Other add-on benefits include bringing Wi-Fi to multifamily buildings. BlocPower uses the Wi-Fi to monitor the performance of its HVAC systems, but then the company can also offer free internet to tenants, Kasunic said.

“Energy efficiency is about more than savings,” he said. ​“It provides increased comfort, increased control of your heating. You get the health benefits of not having fossil fuels burned in your neighborhood.”

BlocPower’s 12- to 15-year lease structures earn back upfront costs through monthly payments from building owners, based on a mutually agreed-upon calculation of the value these combined improvements bring, he said. While the startup doesn’t guarantee or share the energy savings from its projects, as Sealed does, ​“what we do guarantee is that the systems will work.”

The Biden-Harris administration has proposed a national green bank, dubbed the Clean Energy and Sustainability Accelerator, that could bring from $27 billion to $100 billion in similar financial backing to projects nationwide. (Credit: Projectary.md) 

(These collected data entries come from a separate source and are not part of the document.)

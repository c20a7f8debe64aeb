//! Order summary derived from the selection and the catalog.
use serde::{Deserialize, Serialize};

use crate::catalog::{AssetRef, Catalog};
use crate::numbers::line_total_cents;
use crate::price::format_price;
use crate::selection::SelectionStore;

/// Total cost of a selection in cents.
///
/// Entries whose item no longer resolves in the catalog contribute nothing.
#[must_use]
pub fn compute_total(selection: &SelectionStore, catalog: &Catalog) -> u64 {
    let mut total = 0u64;

    for entry in selection {
        if let Some(item) = catalog.find_item(&entry.item_id) {
            total = total.saturating_add(line_total_cents(item.price_cents, entry.quantity));
        }
    }

    total
}

/// A resolved, removable line of the summary.
#[derive(Debug, Clone, PartialEq, Eq, Serialize, Deserialize)]
pub struct SummaryLine {
    pub item_id: String,
    pub name: String,
    pub image: AssetRef,
    pub unit_price_cents: u32,
    pub quantity: u32,
    pub line_total_cents: u64,
}

#[derive(Debug, Clone, Default, PartialEq, Eq, Serialize, Deserialize)]
pub struct OrderSummary {
    pub lines: Vec<SummaryLine>,
    pub total_cents: u64,
    pub total_label: String,
    /// Selected ids that did not resolve in the catalog
    #[serde(default, skip_serializing_if = "Vec::is_empty")]
    pub unresolved: Vec<String>,
}

impl OrderSummary {
    #[must_use]
    pub fn build(selection: &SelectionStore, catalog: &Catalog) -> Self {
        let mut lines = Vec::with_capacity(selection.len());
        let mut unresolved = Vec::new();

        for entry in selection {
            match catalog.find_item(&entry.item_id) {
                Some(item) => lines.push(SummaryLine {
                    item_id: item.id.clone(),
                    name: item.name.clone(),
                    image: item.image.clone(),
                    unit_price_cents: item.price_cents,
                    quantity: entry.quantity,
                    line_total_cents: line_total_cents(item.price_cents, entry.quantity),
                }),
                None => {
                    log::warn!(
                        "selection references unknown item `{}`; counted as zero",
                        entry.item_id
                    );
                    unresolved.push(entry.item_id.clone());
                }
            }
        }

        let total_cents = lines
            .iter()
            .fold(0u64, |acc, line| acc.saturating_add(line.line_total_cents));

        Self {
            lines,
            total_cents,
            total_label: format_price(total_cents),
            unresolved,
        }
    }

    #[must_use]
    pub fn is_empty(&self) -> bool {
        self.lines.is_empty()
    }
}
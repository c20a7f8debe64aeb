//! Tacobox Order Engine
//!
//! Platform-agnostic core logic for the Tacobox "build your order" flow.
//! This crate provides the catalog, step navigation, selection bookkeeping and
//! pricing without UI or platform-specific dependencies.

pub mod catalog;
pub mod error;
pub mod menu;
pub mod numbers;
pub mod order;
pub mod pending;
pub mod price;
pub mod selection;
pub mod steps;
pub mod summary;
pub mod view;

// Re-export commonly used types
pub use catalog::{AssetRef, Catalog, CatalogItem};
pub use error::MenuError;
pub use menu::{Menu, MenuId};
pub use order::{
    Effect, IgnoreReason, OrderAction, OrderBuilder, OrderState, Outcome, Transition, reduce,
};
pub use pending::PendingDetail;
pub use price::{format_addon, format_price};
pub use selection::{SelectionChange, SelectionEntry, SelectionMode, SelectionStore};
pub use steps::{Step, StepCursor, StepSequence, StepStatus};
pub use summary::{OrderSummary, SummaryLine, compute_total};
pub use view::{ItemCard, OrderView, PendingView, StepView};
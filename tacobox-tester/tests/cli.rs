use std::io::Write;
use std::process::{Command, Stdio};

fn temp_path(label: &str) -> std::path::PathBuf {
    std::env::temp_dir().join(format!(
        "tacobox-cli-{label}-{}",
        std::time::SystemTime::now()
            .duration_since(std::time::UNIX_EPOCH)
            .unwrap_or_default()
            .as_nanos()
    ))
}

#[test]
fn cli_list_scenarios_writes_output() {
    let exe = env!("CARGO_BIN_EXE_tacobox-tester");
    let output_path = temp_path("list");
    let status = Command::new(exe)
        .args(["--list-scenarios", "--output"])
        .arg(&output_path)
        .status()
        .expect("run cli");
    assert!(status.success());
    let content = std::fs::read_to_string(output_path).expect("read output");
    assert!(content.contains("Available scenarios"));
    assert!(content.contains("smoke"));
    assert!(content.contains("presence-toggle"));
}

#[test]
fn cli_runs_all_scenarios_with_json_report() {
    let exe = env!("CARGO_BIN_EXE_tacobox-tester");
    let output_path = temp_path("run");
    let status = Command::new(exe)
        .args(["--report", "json", "--scenarios", "all", "--output"])
        .arg(&output_path)
        .status()
        .expect("run cli");
    assert!(status.success());
    let content = std::fs::read_to_string(output_path).expect("read output");
    let value: serde_json::Value = serde_json::from_str(&content).expect("json report");
    let results = value.as_array().expect("array of results");
    assert!(!results.is_empty());
    assert!(results.iter().all(|r| r["passed"] == true));
}

#[test]
fn cli_replays_script_to_json() {
    let exe = env!("CARGO_BIN_EXE_tacobox-tester");
    let script_path = temp_path("script");
    std::fs::write(
        &script_path,
        r#"[
            {"action": "tap_item", "item_id": "2"},
            {"action": "adjust_quantity", "delta": 1},
            {"action": "confirm"},
            {"action": "next"},
            {"action": "tap_item", "item_id": "4"},
            {"action": "confirm"}
        ]"#,
    )
    .expect("write script");

    let output = Command::new(exe)
        .args(["--report", "json", "--script"])
        .arg(&script_path)
        .output()
        .expect("run cli");
    assert!(output.status.success());
    let value: serde_json::Value = serde_json::from_slice(&output.stdout).expect("json summary");
    assert_eq!(value["applied"], 6);
    assert_eq!(value["view"]["summary"]["total_cents"], 700);
    assert_eq!(value["view"]["summary"]["total_label"], "7.00 €");
}

#[test]
fn cli_rejects_unreadable_script() {
    let exe = env!("CARGO_BIN_EXE_tacobox-tester");
    let output = Command::new(exe)
        .args(["--script"])
        .arg(temp_path("missing"))
        .output()
        .expect("run cli");
    assert!(!output.status.success());
    let stderr = String::from_utf8_lossy(&output.stderr);
    assert!(stderr.contains("failed to read script"));
}

#[test]
fn cli_interactive_session_reads_stdin() {
    let exe = env!("CARGO_BIN_EXE_tacobox-tester");
    let mut child = Command::new(exe)
        .args(["--interactive", "--menu", "tacos"])
        .env("NO_COLOR", "1")
        .stdin(Stdio::piped())
        .stdout(Stdio::piped())
        .spawn()
        .expect("spawn cli");
    child
        .stdin
        .take()
        .expect("stdin")
        .write_all(b"tap 1\ntap 3\ntap 3\nquit\n")
        .expect("write stdin");
    let output = child.wait_with_output().expect("wait cli");
    assert!(output.status.success());
    let stdout = String::from_utf8_lossy(&output.stdout);
    assert!(stdout.contains("Tacos"));
    assert!(stdout.contains("Total: 2.00 €"));
}

#[test]
fn cli_verbose_json_report_stays_parseable() {
    let exe = env!("CARGO_BIN_EXE_tacobox-tester");
    let output = Command::new(exe)
        .args(["--report", "json", "--scenarios", "smoke", "--verbose"])
        .env_remove("RUST_LOG")
        .output()
        .expect("run cli");
    assert!(output.status.success());
    let value: serde_json::Value =
        serde_json::from_slice(&output.stdout).expect("stdout holds only the json report");
    assert_eq!(value[0]["final_total_cents"], 650);
    let stderr = String::from_utf8_lossy(&output.stderr);
    assert!(stderr.contains("running scenario"));
}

Much of the emphasis at the policy level has focused on expanding the pool of capital available for energy-efficiency projects. That’s the impetus of efforts being undertaken by green banks in New York, Connecticut and 19 other states, which have directed about $5 billion toward clean energy and efficiency in underserved communities over the past decade. The Biden-Harris administration has proposed a national green bank, dubbed the Clean Energy and Sustainability Accelerator, that could bring from $27 billion to $100 billion in similar financial backing to projects nationwide.

Salz agreed that green bank financing served as an important early step for Sealed, as was securing an energy savings insurance program with Munich Re in 2017. But as the company looks to its next steps, ​“the main thing that’s going to drive down the cost of capital is scale. The market has less of a cost-of-capital problem and more of a demand problem. That’s what Sealed is going after.”